- _Task input_:
//! LocalEngine - durable file-backed storage.

use std::path::{Path, PathBuf};

use super::{kv_file, SyncStorage};
use crate::constants::STORE_FILE_NAME;
use crate::error::{StorageError, StorageResult};

/// Synchronous engine persisting records in a store file under a
/// caller-chosen directory.
///
/// Data survives process restarts until explicitly removed. Two engines
/// opened on the same directory share the same records; isolation between
/// concurrent writers comes from the atomic file replacement, not from
/// this engine.
#[derive(Debug)]
pub struct LocalEngine {
    path: PathBuf,
}

impl LocalEngine {
    /// Open (or create) the store under `data_dir`.
    ///
    /// # Errors
    /// Returns an init error when the directory cannot be created.
    pub fn open(data_dir: impl AsRef<Path>) -> StorageResult<Self> {
        let data_dir = data_dir.as_ref();
        std::fs::create_dir_all(data_dir).map_err(|e| {
            let err = StorageError::init(format!(
                "failed to create data directory {}: {e}",
                data_dir.display()
            ));
            tracing::error!("{err}");
            err
        })?;
        Ok(Self {
            path: data_dir.join(STORE_FILE_NAME),
        })
    }

    /// Path of the backing store file.
    #[must_use]
    pub fn store_path(&self) -> &Path {
        &self.path
    }
}

impl SyncStorage for LocalEngine {
    fn get_item(&self, key: &str) -> StorageResult<Option<String>> {
        kv_file::get(&self.path, key)
    }

    fn set_item(&self, key: &str, value: &str) -> StorageResult<()> {
        kv_file::set(&self.path, key, value)
    }

    fn remove_item(&self, key: &str) -> StorageResult<()> {
        kv_file::remove(&self.path, key)
    }

    fn clear(&self) -> StorageResult<()> {
        kv_file::clear(&self.path)
    }
}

- _Directions for this task_:
Each line from the one containing "fn clear(&self) ->" to the end of the listing above should be copied exactly, and nothing else.

- _Result of this exercise_:
    fn clear(&self) -> StorageResult<()> {
        kv_file::clear(&self.path)
    }
}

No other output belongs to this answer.